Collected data
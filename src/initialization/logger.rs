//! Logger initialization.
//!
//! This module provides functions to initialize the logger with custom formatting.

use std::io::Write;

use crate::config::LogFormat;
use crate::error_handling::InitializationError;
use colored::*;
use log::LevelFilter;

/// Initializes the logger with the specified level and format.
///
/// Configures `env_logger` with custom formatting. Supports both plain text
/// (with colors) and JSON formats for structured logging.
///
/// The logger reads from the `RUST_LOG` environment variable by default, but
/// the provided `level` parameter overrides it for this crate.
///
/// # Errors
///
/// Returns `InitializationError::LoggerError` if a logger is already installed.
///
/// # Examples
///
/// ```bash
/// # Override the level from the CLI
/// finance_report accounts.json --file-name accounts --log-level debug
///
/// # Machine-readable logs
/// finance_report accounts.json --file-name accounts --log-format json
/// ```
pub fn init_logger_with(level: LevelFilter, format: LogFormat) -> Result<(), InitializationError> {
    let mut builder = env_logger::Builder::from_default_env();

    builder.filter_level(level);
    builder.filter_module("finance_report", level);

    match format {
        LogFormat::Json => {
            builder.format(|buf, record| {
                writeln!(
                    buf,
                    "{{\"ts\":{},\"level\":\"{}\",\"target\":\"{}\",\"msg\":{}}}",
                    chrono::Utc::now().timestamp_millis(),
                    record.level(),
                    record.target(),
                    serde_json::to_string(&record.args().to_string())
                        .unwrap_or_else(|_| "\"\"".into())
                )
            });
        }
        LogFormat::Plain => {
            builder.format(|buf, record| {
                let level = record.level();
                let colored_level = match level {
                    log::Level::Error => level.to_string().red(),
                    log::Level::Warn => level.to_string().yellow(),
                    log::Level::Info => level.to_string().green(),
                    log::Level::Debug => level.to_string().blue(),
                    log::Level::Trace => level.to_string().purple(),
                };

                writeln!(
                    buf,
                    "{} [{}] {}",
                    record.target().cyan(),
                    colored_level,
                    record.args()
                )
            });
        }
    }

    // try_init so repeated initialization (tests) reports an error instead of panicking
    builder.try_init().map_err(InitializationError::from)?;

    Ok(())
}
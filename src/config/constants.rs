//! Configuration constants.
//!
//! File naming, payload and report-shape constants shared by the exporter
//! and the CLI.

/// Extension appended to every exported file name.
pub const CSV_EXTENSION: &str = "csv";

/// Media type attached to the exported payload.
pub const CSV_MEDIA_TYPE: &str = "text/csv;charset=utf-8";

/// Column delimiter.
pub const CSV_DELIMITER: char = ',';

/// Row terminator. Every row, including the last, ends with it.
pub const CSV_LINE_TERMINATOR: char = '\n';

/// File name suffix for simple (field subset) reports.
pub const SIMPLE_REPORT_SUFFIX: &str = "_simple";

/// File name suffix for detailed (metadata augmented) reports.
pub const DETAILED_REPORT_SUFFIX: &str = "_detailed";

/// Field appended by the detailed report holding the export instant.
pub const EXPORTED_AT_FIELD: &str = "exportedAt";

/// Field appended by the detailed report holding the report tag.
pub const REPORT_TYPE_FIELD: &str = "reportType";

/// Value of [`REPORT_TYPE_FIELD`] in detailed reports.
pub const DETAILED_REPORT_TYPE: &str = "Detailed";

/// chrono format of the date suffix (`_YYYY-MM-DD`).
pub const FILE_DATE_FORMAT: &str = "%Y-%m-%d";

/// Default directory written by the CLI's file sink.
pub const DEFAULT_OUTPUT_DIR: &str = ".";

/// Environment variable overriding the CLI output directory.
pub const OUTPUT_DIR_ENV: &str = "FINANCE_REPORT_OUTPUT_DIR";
* * *
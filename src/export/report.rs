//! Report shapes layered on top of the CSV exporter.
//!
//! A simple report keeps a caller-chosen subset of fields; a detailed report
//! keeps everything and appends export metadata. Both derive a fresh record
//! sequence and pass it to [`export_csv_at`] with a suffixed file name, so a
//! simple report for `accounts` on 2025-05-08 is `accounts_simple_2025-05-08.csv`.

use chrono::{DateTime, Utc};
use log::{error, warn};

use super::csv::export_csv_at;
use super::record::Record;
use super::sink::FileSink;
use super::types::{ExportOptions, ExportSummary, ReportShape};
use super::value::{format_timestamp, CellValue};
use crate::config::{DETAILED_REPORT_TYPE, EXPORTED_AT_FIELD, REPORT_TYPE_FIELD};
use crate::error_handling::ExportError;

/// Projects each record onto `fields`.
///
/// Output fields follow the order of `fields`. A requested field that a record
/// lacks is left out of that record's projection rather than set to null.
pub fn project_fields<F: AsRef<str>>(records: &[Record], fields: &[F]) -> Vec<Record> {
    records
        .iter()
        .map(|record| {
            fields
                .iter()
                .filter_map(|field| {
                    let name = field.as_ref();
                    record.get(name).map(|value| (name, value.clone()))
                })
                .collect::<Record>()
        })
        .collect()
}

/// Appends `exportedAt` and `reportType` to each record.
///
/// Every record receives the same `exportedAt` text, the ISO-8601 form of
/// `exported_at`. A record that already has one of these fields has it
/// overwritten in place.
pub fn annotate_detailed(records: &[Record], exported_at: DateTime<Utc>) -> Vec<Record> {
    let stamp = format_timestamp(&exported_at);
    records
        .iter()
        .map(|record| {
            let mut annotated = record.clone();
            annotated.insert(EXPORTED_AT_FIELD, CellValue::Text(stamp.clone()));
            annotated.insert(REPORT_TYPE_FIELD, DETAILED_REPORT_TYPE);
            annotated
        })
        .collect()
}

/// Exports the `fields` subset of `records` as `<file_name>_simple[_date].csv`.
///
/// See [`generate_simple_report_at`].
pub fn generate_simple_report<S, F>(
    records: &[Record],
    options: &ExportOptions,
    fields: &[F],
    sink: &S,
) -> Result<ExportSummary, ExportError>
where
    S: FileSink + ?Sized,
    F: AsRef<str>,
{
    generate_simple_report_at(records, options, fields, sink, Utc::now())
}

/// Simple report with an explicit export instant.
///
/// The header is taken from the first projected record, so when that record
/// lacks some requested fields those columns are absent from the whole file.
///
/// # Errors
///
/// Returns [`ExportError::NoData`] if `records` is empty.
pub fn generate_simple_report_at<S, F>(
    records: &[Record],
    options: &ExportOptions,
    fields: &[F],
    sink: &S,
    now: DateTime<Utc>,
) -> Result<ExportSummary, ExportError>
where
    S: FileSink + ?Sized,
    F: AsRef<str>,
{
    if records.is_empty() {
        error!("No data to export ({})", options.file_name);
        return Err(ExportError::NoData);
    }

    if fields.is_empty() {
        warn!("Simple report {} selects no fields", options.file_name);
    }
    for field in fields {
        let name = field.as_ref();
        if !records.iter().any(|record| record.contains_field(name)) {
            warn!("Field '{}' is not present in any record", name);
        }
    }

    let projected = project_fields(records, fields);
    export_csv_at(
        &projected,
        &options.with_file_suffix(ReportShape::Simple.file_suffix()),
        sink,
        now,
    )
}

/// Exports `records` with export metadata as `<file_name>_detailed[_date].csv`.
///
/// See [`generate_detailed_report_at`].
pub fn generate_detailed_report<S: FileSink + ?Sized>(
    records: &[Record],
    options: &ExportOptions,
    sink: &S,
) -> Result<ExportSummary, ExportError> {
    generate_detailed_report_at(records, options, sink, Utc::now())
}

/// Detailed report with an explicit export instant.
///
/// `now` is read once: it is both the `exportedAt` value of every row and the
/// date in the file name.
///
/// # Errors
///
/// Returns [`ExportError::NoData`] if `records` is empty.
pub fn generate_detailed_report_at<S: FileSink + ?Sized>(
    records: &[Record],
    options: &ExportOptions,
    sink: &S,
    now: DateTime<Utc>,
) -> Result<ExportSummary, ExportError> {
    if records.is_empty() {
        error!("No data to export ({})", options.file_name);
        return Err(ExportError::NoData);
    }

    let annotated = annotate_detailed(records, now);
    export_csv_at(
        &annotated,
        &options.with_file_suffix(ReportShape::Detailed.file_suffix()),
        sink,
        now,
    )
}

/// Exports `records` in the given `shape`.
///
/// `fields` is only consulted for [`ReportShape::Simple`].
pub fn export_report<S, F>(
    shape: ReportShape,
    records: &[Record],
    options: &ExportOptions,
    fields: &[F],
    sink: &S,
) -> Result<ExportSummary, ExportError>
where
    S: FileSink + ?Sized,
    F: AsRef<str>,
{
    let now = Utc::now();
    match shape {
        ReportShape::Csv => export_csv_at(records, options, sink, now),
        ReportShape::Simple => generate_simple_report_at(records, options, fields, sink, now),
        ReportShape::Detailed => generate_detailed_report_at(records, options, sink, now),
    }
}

*Problem statement*: Please show the lines in the entries above that hold the string "InitializationError".

*Written reply*:
use crate::error_handling::InitializationError;
/// Returns `InitializationError::LoggerError` if a logger is already installed.
pub fn init_logger_with(level: LevelFilter, format: LogFormat) -> Result<(), InitializationError> {
    builder.try_init().map_err(InitializationError::from)?;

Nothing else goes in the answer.